Primigi Grows Beyond Footwear

Primigi is thinking big.

With a major apparel and accessories collection set to launch in U.S. stores next spring, the high-end Italian kids’ brand is seeking to grow its name beyond footwear.

“We’ve had a lot of retailers that carry our shoes ask us about clothing and other categories,” said William LaRossa, president of Hingham, Mass.-based Primigi USA. “As a maturing brand, it really is the natural next step.”

While other children’s footwear companies have dabbled in apparel, Primigi is moving into the category in a serious way, with an extensive collection for boys and girls encompassing everything from sportswear, outerwear and party clothes to swimwear, pajamas and underwear. Priced from $25 to $50, the pieces are designed to complement the brand’s trendy footwear.

The clothing line has been available in Europe since 2008, and now, the company said, the time is right to bring it to the American market despite the rocky retail climate. “We know it’s going to be a challenge launching a new category right now, but we’ve put a lot of research and forethought into this,” said LaRossa. “And there’s always room for something fresh and different, even in a down market.”

The hope, he said, is that apparel will not only bring new customers to the brand but also drive further growth for the footwear line, which has been distributed in the U.S. since 1999. “The clothing obviously opens up new avenues [of distribution], but it will also help create more awareness for our shoes and build the Primigi name.” Clothing boutiques already make up a key part of Primigi’s footwear distribution, he added, making them a natural launchpad for the new ­collection.

While apparel is the current focus, LaRossa said the 34-year-old company is not ruling out additional brand extensions in the future. “Whether Primigi can become a lifestyle brand [crossing multiple categories] will ultimately be determined by the consumer, but it certainly makes a lot of sense. Primigi has been around for a long time and has a very loyal following.”

The lifestyle push comes at a time when Primigi’s U.S. footwear business is flourishing. While demand for pricey kids’ shoes has fallen off amid the recession, leading to considerable consolidation in the high-end corner of the market, Primigi continues

to see healthy growth. “There’s been a weeding-out process, and we have less competition in our space now,” LaRossa said. “We’ve actually gained market share because a lot of our accounts are making up the business with us.”

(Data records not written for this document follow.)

//! Shared utility functions.

use std::future::Future;
use std::time::Duration;

use tokio::task::spawn_blocking;
use tokio::time::timeout;

use crate::{Error, Result};

pub async fn blocking<F, T>(f: F) -> Result<T>
where
    F: FnOnce() -> Result<T> + Send + 'static,
    T: Send + 'static,
{
    spawn_blocking(f)
        .await
        .map_err(|e| Error::TaskJoin(e.to_string()))?
}

/// Race a future against an optional deadline.
///
/// `None` waits indefinitely.
pub async fn with_timeout<F, T>(limit: Option<Duration>, fut: F) -> Result<T>
where
    F: Future<Output = T>,
{
    match limit {
        Some(duration) => timeout(duration, fut)
            .await
            .map_err(|_| Error::Timeout(duration)),
        None => Ok(fut.await),
    }
}

/// Render a millisecond count for humans: `850ms`, `2.4s`, `3m 05s`.
pub fn format_duration_ms(ms: u64) -> String {
    if ms < 1_000 {
        format!("{}ms", ms)
    } else if ms < 60_000 {
        format!("{:.1}s", ms as f64 / 1000.0)
    } else {
        let secs = ms / 1000;
        format!("{}m {:02}s", secs / 60, secs % 60)
    }
}
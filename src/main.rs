use std::path::PathBuf;
use std::sync::Arc;

use clap::{Parser, Subcommand};
use futures::future::join_all;

use taskpilot::config::Config;
use taskpilot::core::{TaskId, TaskStatus};
use taskpilot::orchestration::{LogSink, OrchestratorBuilder};
use taskpilot::report::Report;
use taskpilot::state::{load_snapshot, remove_task, JsonFileStore, Snapshot, TaskStore};
use taskpilot::util::format_duration_ms;
use taskpilot::{tlog, Error, Result, TaskApi};

/// Taskpilot - plan, run and report on multi-step tasks
#[derive(Parser, Debug)]
#[command(name = "taskpilot")]
#[command(version, about, long_about = None)]
#[command(
    after_help = "ENVIRONMENT:\n    TASKPILOT_DEBUG=1     Enable debug logging (alternative to --debug)"
)]
pub struct Cli {
    /// Enable debug logging (writes to ~/.taskpilot/taskpilot.log)
    #[arg(short = 'd', long)]
    pub debug: bool,

    /// State file to use instead of the configured one
    #[arg(long, global = true)]
    pub state: Option<PathBuf>,

    #[command(subcommand)]
    pub command: Command,
}

#[derive(Subcommand, Debug, Clone, PartialEq)]
pub enum Command {
    /// Plan and run one or more tasks, then print their reports
    Run {
        /// Task descriptions, one task each
        #[arg(required = true)]
        descriptions: Vec<String>,

        /// research, analysis, creation, automation or general
        #[arg(short, long, default_value = "general")]
        category: String,

        /// Override max_concurrent_tasks from the config
        #[arg(long)]
        max_concurrent: Option<usize>,

        /// Print raw JSON reports
        #[arg(long)]
        json: bool,
    },

    /// List stored tasks
    List {
        /// Only show tasks with this status
        #[arg(long)]
        status: Option<String>,
    },

    /// Show one task's progress
    Status { id: String },

    /// Show a task's report
    Report {
        id: String,

        #[arg(long)]
        json: bool,
    },

    /// Counts by status
    Stats,

    /// Remove a task and its report
    Delete { id: String },

    /// Print the effective configuration
    Config {
        /// Write the defaults to ~/.taskpilot/taskpilot.toml
        #[arg(long)]
        init: bool,
    },
}

fn main() -> Result<()> {
    let cli = Cli::parse();

    taskpilot::log::init_with_debug(cli.debug);

    let mut config = Config::load()?;
    if let Some(path) = &cli.state {
        config.state_path = Some(path.display().to_string());
    }
    tlog!("taskpilot {:?}", cli.command);

    match cli.command {
        Command::Run {
            descriptions,
            category,
            max_concurrent,
            json,
        } => {
            if let Some(n) = max_concurrent {
                config.max_concurrent_tasks = n;
            }
            run_tasks(&config, descriptions, &category, json)
        }
        Command::List { status } => run_list(&config, status),
        Command::Status { id } => run_status(&config, &id),
        Command::Report { id, json } => run_report(&config, &id, json),
        Command::Stats => run_stats(&config),
        Command::Delete { id } => run_delete(&config, &id),
        Command::Config { init } => run_config(&config, init),
    }
}

fn run_tasks(config: &Config, descriptions: Vec<String>, category: &str, json: bool) -> Result<()> {
    let rt = tokio::runtime::Runtime::new()?;

    rt.block_on(async {
        let orchestrator = OrchestratorBuilder::from_config(config)?
            .sink(Arc::new(LogSink))
            .build()
            .await?;
        let api = TaskApi::new(orchestrator.clone());

        let mut ids = Vec::new();
        for description in &descriptions {
            let created = api.create_task(description, category);
            if created["result"] != "success" {
                eprintln!("{}: {}", description, created["message"]);
                continue;
            }
            if let Some(id) = created["id"].as_str().and_then(|s| s.parse::<TaskId>().ok()) {
                println!("Queued {} ({})", id.short(), description);
                ids.push(id);
            }
        }

        let finished = join_all(ids.iter().map(|id| orchestrator.wait_for(*id))).await;
        orchestrator.wait_idle().await;

        for task in finished.into_iter().flatten() {
            match orchestrator.get_report(task.id) {
                Some(report) if json => println!("{}", serde_json::to_string_pretty(&report)?),
                Some(report) => print_report(&report),
                None => println!("{}: no report", task.id.short()),
            }
        }
        Ok::<(), Error>(())
    })
}

fn read_snapshot(config: &Config) -> Result<Snapshot> {
    let store: Arc<dyn TaskStore> = Arc::new(JsonFileStore::new(config.state_path()?));
    let rt = tokio::runtime::Runtime::new()?;
    rt.block_on(load_snapshot(store))
}

fn parse_id(id: &str) -> Result<TaskId> {
    id.parse::<TaskId>()
        .map_err(|_| Error::Validation(format!("invalid task id: {}", id)))
}

fn run_list(config: &Config, status: Option<String>) -> Result<()> {
    let filter = status.map(|s| s.parse::<TaskStatus>()).transpose()?;
    let mut tasks = read_snapshot(config)?.tasks;
    tasks.sort_by_key(|t| t.created_at);

    let shown: Vec<_> = tasks
        .iter()
        .filter(|t| filter.map_or(true, |f| t.status == f))
        .collect();
    if shown.is_empty() {
        println!("No tasks");
        return Ok(());
    }
    for task in shown {
        println!(
            "{}  {:<11} {:<10} {}/{}  {}",
            task.id.short(),
            task.status.to_string(),
            task.category.to_string(),
            task.completed_steps(),
            task.steps.len(),
            task.description
        );
    }
    Ok(())
}

fn run_status(config: &Config, id: &str) -> Result<()> {
    let id = parse_id(id)?;
    let snapshot = read_snapshot(config)?;
    let task = snapshot
        .tasks
        .iter()
        .find(|t| t.id == id)
        .ok_or_else(|| Error::TaskNotFound(id.to_string()))?;

    println!("Task {} [{}] {}", task.id, task.category, task.status);
    println!("  {}", task.description);
    for step in &task.steps {
        let took = step.duration_ms.map(format_duration_ms).unwrap_or_default();
        println!("  - {:<18} {:<11} {}", step.name, step.status.to_string(), took);
    }
    if task.retry_count > 0 {
        println!("  retries: {}/{}", task.retry_count, task.max_retries);
    }
    if let Some(error) = &task.error {
        println!("  error: {}", error);
    }
    Ok(())
}

fn run_report(config: &Config, id: &str, json: bool) -> Result<()> {
    let id = parse_id(id)?;
    let snapshot = read_snapshot(config)?;
    let report = snapshot
        .reports
        .iter()
        .find(|r| r.task_id == id)
        .ok_or_else(|| Error::TaskNotFound(id.to_string()))?;

    if json {
        println!("{}", serde_json::to_string_pretty(report)?);
    } else {
        print_report(report);
    }
    Ok(())
}

fn print_report(report: &Report) {
    println!();
    println!("Report {} [{}] {}", report.task_id.short(), report.category, report.status);
    println!(
        "  steps {}/{} ({} failed), retries {}, took {}",
        report.steps_completed,
        report.steps_total,
        report.steps_failed,
        report.retry_count,
        format_duration_ms(report.metrics.total_duration_ms)
    );
    println!("  {}", report.conclusion);
    for rec in &report.recommendations {
        println!("  * {}", rec);
    }
}

fn run_stats(config: &Config) -> Result<()> {
    let snapshot = read_snapshot(config)?;
    println!("Tasks: {}", snapshot.tasks.len());
    for status in [
        TaskStatus::Pending,
        TaskStatus::InProgress,
        TaskStatus::Retrying,
        TaskStatus::Completed,
        TaskStatus::Failed,
        TaskStatus::Cancelled,
    ] {
        let n = snapshot.tasks.iter().filter(|t| t.status == status).count();
        println!("  {:<11} {}", status.to_string(), n);
    }
    println!("Reports: {}", snapshot.reports.len());
    Ok(())
}

fn run_delete(config: &Config, id: &str) -> Result<()> {
    let id = parse_id(id)?;
    let store: Arc<dyn TaskStore> = Arc::new(JsonFileStore::new(config.state_path()?));
    let rt = tokio::runtime::Runtime::new()?;
    if rt.block_on(remove_task(store, id))? {
        println!("Deleted {}", id.short());
        Ok(())
    } else {
        Err(Error::TaskNotFound(id.to_string()))
    }
}

fn run_config(config: &Config, init: bool) -> Result<()> {
    if init {
        Config::default().save()?;
        println!("Wrote {}", Config::config_path()?.display());
    }
    print!("{}", toml::to_string_pretty(config)?);
    Ok(())
}
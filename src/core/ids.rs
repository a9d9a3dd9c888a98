//! Identifier generation for tasks and steps.

use crate::core::step::StepId;
use crate::core::task::TaskId;

pub trait IdSource: Send + Sync {
    fn task_id(&self) -> TaskId;

    /// Step ids only need to be unique within their task.
    fn step_id(&self, task: &TaskId, index: usize) -> StepId {
        StepId(format!("{}-{}", task.short(), index + 1))
    }
}

/// Random UUID v4 task ids.
#[derive(Debug, Clone, Copy, Default)]
pub struct UuidIds;

impl IdSource for UuidIds {
    fn task_id(&self) -> TaskId {
        TaskId::new()
    }
}
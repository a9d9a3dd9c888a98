//! Background snapshot writer.
//!
//! Callers hand over snapshots from synchronous code; a single Tokio task
//! saves them on the blocking pool. Snapshots are numbered under a lock as
//! they are submitted, so the channel carries them oldest first and the
//! writer only ever saves the newest one it has received.

use super::{Snapshot, TaskStore};
use crate::util::blocking;
use crate::{tlog_error, tlog_trace};
use parking_lot::Mutex;
use std::sync::Arc;
use tokio::sync::{mpsc, watch};

pub struct SnapshotWriter {
    /// Sequence number of the last submitted snapshot.
    submitted: Mutex<u64>,
    tx: mpsc::UnboundedSender<(u64, Snapshot)>,
    written: watch::Receiver<u64>,
}

impl SnapshotWriter {
    /// Start the writer task. Must be called from within a Tokio runtime.
    pub fn spawn(store: Arc<dyn TaskStore>) -> Self {
        let (tx, rx) = mpsc::unbounded_channel();
        let (written_tx, written) = watch::channel(0);
        tokio::spawn(write_loop(store, rx, written_tx));
        Self {
            submitted: Mutex::new(0),
            tx,
            written,
        }
    }

    /// Queue the snapshot produced by `take` for saving.
    ///
    /// `take` runs under the submission lock, so a snapshot taken later is
    /// always saved after (or instead of) one taken earlier.
    pub fn submit(&self, take: impl FnOnce() -> Snapshot) {
        let mut seq = self.submitted.lock();
        *seq += 1;
        if self.tx.send((*seq, take())).is_err() {
            tlog_error!("Snapshot writer stopped, state not persisted");
        }
    }

    /// Wait until everything submitted so far has been written (or failed).
    pub async fn flush(&self) {
        let target = *self.submitted.lock();
        let mut written = self.written.clone();
        let _ = written.wait_for(|seq| *seq >= target).await;
    }
}

async fn write_loop(
    store: Arc<dyn TaskStore>,
    mut rx: mpsc::UnboundedReceiver<(u64, Snapshot)>,
    written: watch::Sender<u64>,
) {
    while let Some(mut latest) = rx.recv().await {
        while let Ok(newer) = rx.try_recv() {
            latest = newer;
        }
        let (seq, snapshot) = latest;
        let tasks = snapshot.tasks.len();
        let store = store.clone();
        match blocking(move || store.save(&snapshot)).await {
            Ok(()) => tlog_trace!("Snapshot {} written ({} tasks)", seq, tasks),
            Err(e) => tlog_error!("Failed to persist {} tasks: {}", tasks, e),
        }
        written.send_replace(seq);
    }
}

Eddie Quintana, owner of Miami-based boutique Sesame Step, credited Primigi’s more moderate pricing — shoes range from about $45 to $100 — for giving it an edge over other European brands. “Primigi is really beginning to dominate in that European category,” he said. “It’s been able to sustain very strong sell-throughs because [it offers] fantastic design and quality at a good price when compared with a lot of its competitors that get into that $100-plus range.”

Still, Primigi has had to work hard to keep its U.S. prices in check, LaRossa said, particularly during the past several seasons, when the dollar weakened against the euro. To remain competitive, the brand was forced to move a sizable chunk of its production out of Italy to other, more affordable European Union countries. But now that the dollar has bounced back, Primigi is steadily returning production to Italy. “Ultimately, we want to be producing as much as possible in Italy,” LaRossa said. “Being an Italian brand, it’s important to be making our shoes there.”

In addition to accessible pricing, the size and breadth of Primigi’s offering has been a big advantage, LaRossa said, especially as more stores move to trim their vendor rosters and buy deeper into their core lines. With a typical collection containing more than 1,000 SKUs, Primigi covers a wide spectrum — from infant to tween sizes, casual to dressy looks and basics to fashion items. “We’re able to cover a lot of the retailers’ needs because there are so many different parts to our line,” he said.

For Ted Wickner, owner of Jay’s Shoe Box in Livingston and Morganville, N.J., Primigi has become a key resource within the preteen size range, among others. “One of our fastest-expanding categories is growing girls — that child who is 9 or 10 and has a bigger foot,” he said. “Primigi offers shoes up to a [European] size 39, so they fill that niche well.”

Primigi also has benefited from being one of only a few kids’ players with the Gore-Tex license. The brand does a strong business in waterproof boots and shoes, particularly in the Northeast. “It’s a category that is really growing for us; it’s been a real bright spot,” LaRossa said. “People want Gore-Tex and are willing to pay a premium for it, even in a recession.”

Looking ahead, LaRossa said he anticipates a strong spring season for the brand. “Pre-bookings for shoes are up compared with this time last year, and we’re getting strong reorders on product that’s already in the stores,” he said. “We sense a lot of excitement from our retailers again, so we’re moving forward with confidence.”